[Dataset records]
□ □ □ □ □ □ □

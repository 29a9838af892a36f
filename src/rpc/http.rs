use super::ChainReader;
use crate::error::RpcError;
use crate::models::{BlockInfo, TransactionInfo};
use anyhow::{Context, Result};
use async_trait::async_trait;
use reqwest::{Client, StatusCode};
use serde::de::DeserializeOwned;
use serde::Deserialize;
use serde_json::{json, Value};
use std::sync::atomic::{AtomicU64, Ordering};
use std::time::Duration;

/// JSON-RPC code used by most hosted providers for "request limit exceeded"
const LIMIT_EXCEEDED: i64 = -32005;

/// Ethereum JSON-RPC client over HTTP(S)
pub struct HttpChainReader {
    client: Client,
    endpoint: String,
    next_id: AtomicU64,
}

#[derive(Debug, Deserialize)]
struct RpcResponse<T> {
    result: Option<T>,
    error: Option<RpcErrorObject>,
}

#[derive(Debug, Deserialize)]
struct RpcErrorObject {
    code: i64,
    message: String,
}

impl HttpChainReader {
    /// Create a new client for the given endpoint
    pub fn new(endpoint: impl Into<String>, timeout: Duration) -> Result<Self> {
        let client = Client::builder()
            .timeout(timeout)
            .user_agent(concat!("block-crawler/", env!("CARGO_PKG_VERSION")))
            .build()
            .context("Failed to build HTTP client")?;

        Ok(Self { client, endpoint: endpoint.into(), next_id: AtomicU64::new(1) })
    }

    /// Get the endpoint URL this client talks to
    pub fn endpoint(&self) -> &str {
        &self.endpoint
    }

    async fn call<T: DeserializeOwned>(&self, method: &str, params: Value) -> Result<Option<T>, RpcError> {
        let id = self.next_id.fetch_add(1, Ordering::Relaxed);
        let body = json!({ "jsonrpc": "2.0", "id": id, "method": method, "params": params });

        let response = self
            .client
            .post(&self.endpoint)
            .json(&body)
            .send()
            .await
            .map_err(|e| RpcError::Unavailable(e.to_string()))?;

        let status = response.status();
        let text = response.text().await.map_err(|e| RpcError::Unavailable(e.to_string()))?;

        decode_response(status, &text)
    }
}

#[async_trait]
impl ChainReader for HttpChainReader {
    async fn get_block(&self, number: u64) -> Result<Option<BlockInfo>, RpcError> {
        tracing::debug!("Fetching block {}", number);
        self.call("eth_getBlockByNumber", json!([format!("{:#x}", number), false])).await
    }

    async fn get_transaction(&self, hash: &str) -> Result<Option<TransactionInfo>, RpcError> {
        self.call("eth_getTransactionByHash", json!([hash])).await
    }
}

/// Map an HTTP response onto the RPC error taxonomy
fn decode_response<T: DeserializeOwned>(status: StatusCode, body: &str) -> Result<Option<T>, RpcError> {
    if status == StatusCode::TOO_MANY_REQUESTS {
        return Err(RpcError::RateLimited);
    }
    if status.is_server_error() {
        return Err(RpcError::Unavailable(format!("http status {}", status)));
    }

    let envelope: RpcResponse<T> = match serde_json::from_str(body) {
        Ok(envelope) => envelope,
        Err(_) if !status.is_success() => {
            return Err(RpcError::InvalidResponse(format!("http status {}", status)));
        }
        Err(e) => return Err(RpcError::InvalidResponse(e.to_string())),
    };

    if let Some(error) = envelope.error {
        if error.code == LIMIT_EXCEEDED || error.message.to_lowercase().contains("rate limit") {
            return Err(RpcError::RateLimited);
        }
        return Err(RpcError::Server { code: error.code, message: error.message });
    }

    Ok(envelope.result)
}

□ □ □ □ □ □ □

*Exercise aim*: Return every line from the records above that holds the word "timeout".

*Solution to this exercise*:
    pub fn new(endpoint: impl Into<String>, timeout: Duration) -> Result<Self> {
            .timeout(timeout)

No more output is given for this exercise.